Maybe the night of this final was just formality and melancholy. ……
At this moment, night fell on Berlin, the brightness decreased, and Zidane suddenly felt the sky on his shoulders darken, leaving only traces of black and rosy clouds peeling off in the dusk. The water that melts into the night is an old regret that does not want to sleep.
……
Buffon, the Italian goalkeeper, suddenly appeared, began to speak to him and stroked his head, kneading the crown of his head and the back of his neck, in a striking, gentle, enveloping motion, with a holy oil motion, as one would do with a child, with a newborn, trying to calm him down, calm. ”[1]
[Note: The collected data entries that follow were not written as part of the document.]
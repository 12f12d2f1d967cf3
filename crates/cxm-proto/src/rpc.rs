//! Request/response types of the two RPC services.
//!
//! The remote service is exposed by the active leader to the followers,
//! the local service by every daemon to the operator tool on the same host.
//! Both travel as `[u32 length][bincode(payload)]` frames.

use serde::{Deserialize, Serialize};

use crate::cluster::{CoordinatorDump, Migration, StateInfo};
use crate::error::CxmError;

/// Operations a follower calls on the active leader.
#[derive(Debug, Clone, PartialEq, Eq, Serialize, Deserialize)]
pub enum RemoteRequest {
    Register { name: String },
    Unregister { name: String },
    Panic,
}

/// Operations the operator tool calls on the local daemon.
#[derive(Debug, Clone, PartialEq, Eq, Serialize, Deserialize)]
pub enum LocalRequest {
    Ping,
    GetState,
    GetDump,
    ListNodes,
    ForceElection,
    Panic,
    Recover,
    Balance { dry_run: bool },
    Quit,
}

/// Reply to either kind of request.
#[derive(Debug, Clone, PartialEq, Serialize, Deserialize)]
pub enum Response {
    Ok,
    Pong,
    State(StateInfo),
    Dump(Box<CoordinatorDump>),
    Nodes(Vec<String>),
    /// `None` when no better placement was found.
    Plan(Option<Vec<Migration>>),
    Error(CxmError),
}

impl Response {
    /// Turn an `Error` response back into a `Result`.
    pub fn into_result(self) -> Result<Response, CxmError> {
        match self {
            Response::Error(e) => Err(e),
            other => Ok(other),
        }
    }
}

impl From<Result<(), CxmError>> for Response {
    fn from(r: Result<(), CxmError>) -> Self {
        match r {
            Ok(()) => Response::Ok,
            Err(e) => Response::Error(e),
        }
    }
}

#[cfg(test)]
mod tests {
    use super::*;
    use crate::cluster::{Mode, Role};

    #[test]
    fn test_into_result() {
        assert_eq!(Response::Pong.into_result(), Ok(Response::Pong));
        assert_eq!(
            Response::Error(CxmError::NotMaster).into_result(),
            Err(CxmError::NotMaster)
        );
        assert_eq!(Response::from(Err(CxmError::PanicEngaged)), Response::Error(CxmError::PanicEngaged));
        assert_eq!(Response::from(Ok(())), Response::Ok);
    }

    #[test]
    fn test_bincode_frames() {
        let req = RemoteRequest::Register {
            name: "node1".into(),
        };
        let data = bincode::serialize(&req).unwrap();
        let back: RemoteRequest = bincode::deserialize(&data).unwrap();
        assert_eq!(back, req);

        let resp = Response::State(StateInfo {
            role: Role::Passive,
            mode: Mode::Normal,
            leader: Some("node2".into()),
            last_election_at: Some(1325845000),
        });
        let data = bincode::serialize(&resp).unwrap();
        let back: Response = bincode::deserialize(&data).unwrap();
        assert_eq!(back, resp);
    }
}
Like Tucson many years ago, I don't see the gloom of losers through TV and screens. Far from setting like that night in Berlin, the sun still shines on the earth, telling everyone that everything is now and today. Ke Peiwei gently pushed Li Bin away. What they said, I don't know, just like Tucson didn't know what happened to Zidane, who was destined to finish runner-up, before he left the field for the last time in his life. Li Bin's comfort to him is the same tenderness as it was years ago, and Kopewe is not Zidane. He really is a kid. Instead of looking at the sky, he let them sink to the ground. Like a previous game, or a distant player in front of the TV and computer screens, he didn't get the chance to play against his opponent.
He was still young, still immature. The same goes for his partners and opponents. They will grow up, they will get better, and they will go away one day, just like each of us. He's going to have a lot of time, he can have a lot of time. Time is not a uniform grid carved into a clock, it shortens and elongates in the mind, and we knead it into shapes, framing the language in order to reproduce what is lost. Ko Peiwei failed, he only failed in this sentence, failed in words that were piled up with data or paper and ink, and we saw it. The speaker consciously allows us to see his failures, without describing the sky, the earth, and the sun, and his weariness.
If memory serves, he never cried on the pitch. Maybe he didn't get any reproach. Alas, enough is enough. You don't have to work so hard, you can cry.
[1] Quoted from Zidane's Melancholy by Belgian writer Jean-Philippe Tucson.